A new study by human rights organization Article 19 has revealed how Iranian authorities were able to cut off the internet of tens of millions of Iranian people in November 2019 and use another "local" type of internet instead. This study outlines the structure of Iran's internet and provides a picture of control that is unparalleled anywhere in the world. This consolidation of technologies means that Iran is in a unique position to exercise control over its citizens' internet.

The disruption was part of a larger strategy to restrict the spread of protest-related information and prevent the coordination of demonstrations.

== Implementation ==
It took 24 hours for MICT to cut off people's access to the internet. The ministry had to order a range of ISPs and mobile data providers to stop providing users with international network and connect to NIN. Some providers withdrew their routes from the internet and some continued to announce routes but block traffic.

Although the global network was not accessible, local services including banks, state-run messaging apps, and vehicle for hire mobile apps continued to operate through National Information Network. State-owned web search engines and GPS navigation software were also enabled.

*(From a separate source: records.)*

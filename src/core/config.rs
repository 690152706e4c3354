//! Dataset configuration
//!
//! A render is configured by a dataset name, which selects the header width
//! profile, and a release version of the form `X.Y`. Both are checked before
//! any file is touched.

use std::fmt;
use std::path::{Path, PathBuf};
use std::str::FromStr;

use crate::data::profiles::lookup_profile;
use crate::utils::error::{RenderError, RenderResult};

/// Default directory holding the input tables
pub const DEFAULT_INPUT_DIR: &str = "input_csv";
/// Default directory receiving the rendered pages
pub const DEFAULT_OUTPUT_DIR: &str = "output_html";

/// Release version: two dot-separated non-negative integers
#[derive(Debug, Clone, PartialEq, Eq, Hash)]
pub struct MineVersion {
    raw: String,
}

impl MineVersion {
    /// Parse `X.Y`, keeping the text as written (`1.06` stays `1.06`)
    pub fn parse(input: &str) -> RenderResult<Self> {
        let mut parts = input.split('.');
        let valid = match (parts.next(), parts.next(), parts.next()) {
            (Some(major), Some(minor), None) => is_number(major) && is_number(minor),
            _ => false,
        };
        if !valid {
            return Err(RenderError::invalid_version(input));
        }
        Ok(MineVersion {
            raw: input.to_string(),
        })
    }

    pub fn as_str(&self) -> &str {
        &self.raw
    }

    pub fn major(&self) -> &str {
        self.raw.split('.').next().unwrap_or_default()
    }

    pub fn minor(&self) -> &str {
        self.raw.split('.').nth(1).unwrap_or_default()
    }
}

fn is_number(part: &str) -> bool {
    !part.is_empty() && part.bytes().all(|b| b.is_ascii_digit())
}

impl FromStr for MineVersion {
    type Err = RenderError;

    fn from_str(s: &str) -> Result<Self, Self::Err> {
        MineVersion::parse(s)
    }
}

impl fmt::Display for MineVersion {
    fn fmt(&self, f: &mut fmt::Formatter<'_>) -> fmt::Result {
        f.write_str(&self.raw)
    }
}

/// Where the header widths come from
#[derive(Debug, Clone, PartialEq, Eq)]
pub enum WidthSource {
    /// Registered profile of the dataset
    Profile(&'static [&'static str]),
    /// Caller-supplied widths
    Custom(Vec<String>),
}

/// Validated dataset identity plus header widths
#[derive(Debug, Clone, PartialEq, Eq)]
pub struct DatasetConfig {
    name: String,
    version: MineVersion,
    widths: WidthSource,
}

impl DatasetConfig {
    /// Look up the width profile of `name` and validate `version`
    pub fn new(name: &str, version: &str) -> RenderResult<Self> {
        let version = MineVersion::parse(version)?;
        let widths = lookup_profile(name).ok_or_else(|| RenderError::unknown_profile(name))?;
        Ok(DatasetConfig {
            name: name.to_string(),
            version,
            widths: WidthSource::Profile(widths),
        })
    }

    /// Any dataset name, with explicit widths
    pub fn with_widths(name: &str, version: &str, widths: Vec<String>) -> RenderResult<Self> {
        let version = MineVersion::parse(version)?;
        Ok(DatasetConfig {
            name: name.to_string(),
            version,
            widths: WidthSource::Custom(widths),
        })
    }

    pub fn name(&self) -> &str {
        &self.name
    }

    pub fn version(&self) -> &MineVersion {
        &self.version
    }

    pub fn width_source(&self) -> &WidthSource {
        &self.widths
    }

    /// Header widths, one per column
    pub fn widths(&self) -> Vec<&str> {
        match self.widths {
            WidthSource::Profile(w) => w.to_vec(),
            WidthSource::Custom(ref w) => w.iter().map(String::as_str).collect(),
        }
    }

    /// `<Name>_v<Version>_Data_Sources.csv`
    pub fn input_file_name(&self) -> String {
        format!("{}_v{}_Data_Sources.csv", self.name, self.version)
    }

    /// `dataSourcesTable_<Name>_v<Version>.html`
    pub fn output_file_name(&self) -> String {
        format!("dataSourcesTable_{}_v{}.html", self.name, self.version)
    }

    pub fn input_path(&self, dir: impl AsRef<Path>) -> PathBuf {
        dir.as_ref().join(self.input_file_name())
    }

    pub fn output_path(&self, dir: impl AsRef<Path>) -> PathBuf {
        dir.as_ref().join(self.output_file_name())
    }

    pub fn default_input_path(&self) -> PathBuf {
        self.input_path(DEFAULT_INPUT_DIR)
    }

    pub fn default_output_path(&self) -> PathBuf {
        self.output_path(DEFAULT_OUTPUT_DIR)
    }
}

/// Widths registered for `name`
pub fn width_profile(name: &str) -> RenderResult<&'static [&'static str]> {
    lookup_profile(name).ok_or_else(|| RenderError::unknown_profile(name))
}

#[cfg(test)]
mod tests {
    use super::*;

    #[test]
    fn test_version_accepted() {
        for v in ["1.6", "0.0", "10.12", "1.06"] {
            let parsed = MineVersion::parse(v).unwrap();
            assert_eq!(parsed.as_str(), v);
        }
        let v: MineVersion = "2.13".parse().unwrap();
        assert_eq!(v.major(), "2");
        assert_eq!(v.minor(), "13");
        assert_eq!(v.to_string(), "2.13");
    }

    #[test]
    fn test_version_rejected() {
        for v in ["1.6.2", "a.b", "1", "", ".", "1.", ".6", "-1.6", "1.6b", " 1.6", "1,6", "١.٢"] {
            assert_eq!(
                MineVersion::parse(v).unwrap_err(),
                RenderError::invalid_version(v),
                "expected {:?} to be rejected",
                v
            );
        }
    }

    #[test]
    fn test_dataset_config() {
        let cfg = DatasetConfig::new("MaizeMine", "1.6").unwrap();
        assert_eq!(cfg.name(), "MaizeMine");
        assert_eq!(cfg.widths(), vec!["15%", "15%", "15%", "20%", "20%", "15%"]);
        assert_eq!(cfg.input_file_name(), "MaizeMine_v1.6_Data_Sources.csv");
        assert_eq!(
            cfg.default_output_path(),
            PathBuf::from("output_html").join("dataSourcesTable_MaizeMine_v1.6.html")
        );
        assert_eq!(
            cfg.default_input_path(),
            PathBuf::from("input_csv").join("MaizeMine_v1.6_Data_Sources.csv")
        );
    }

    #[test]
    fn test_version_checked_before_profile() {
        let err = DatasetConfig::new("NoSuchMine", "x").unwrap_err();
        assert!(matches!(err, RenderError::InvalidVersionFormat { .. }));
    }

    #[test]
    fn test_unknown_profile() {
        let err = DatasetConfig::new("NoSuchMine", "1.0").unwrap_err();
        assert_eq!(err, RenderError::unknown_profile("NoSuchMine"));
        assert!(width_profile("NoSuchMine").is_err());
        assert_eq!(width_profile("AquaMine").unwrap().len(), 6);
    }

    #[test]
    fn test_custom_widths() {
        let cfg =
            DatasetConfig::with_widths("MyMine", "3.1", vec!["50%".into(), "50%".into()]).unwrap();
        assert_eq!(cfg.widths(), vec!["50%", "50%"]);
        assert_eq!(cfg.output_file_name(), "dataSourcesTable_MyMine_v3.1.html");
        assert!(matches!(cfg.width_source(), WidthSource::Custom(_)));
    }
}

== Timeline and statistics ==
Users first reported minor outages in Mashhad on 15 November. The disruptions increased in extent and severity with impact also visible on overall connectivity charts. Iran's largest mobile network operators, including MCI, Rightel and Irancell, fell offline on the evening of 16 November. The internet blocking gradually increased until the country reached the point of total shutdown. There was a partial return of the internet in eight provinces (Ardebil, Golestan, Markazi, Mazandaran, Qazvin, Qom, Semnan and West Azarbaijan) on around 7 PM on 17 November but by 20 November, national connectivity was at 5% of ordinary levels. According to the Monash IP Observatory, the only area that was not affected by the nationwide shut-down was the city of Bam in the Kerman province.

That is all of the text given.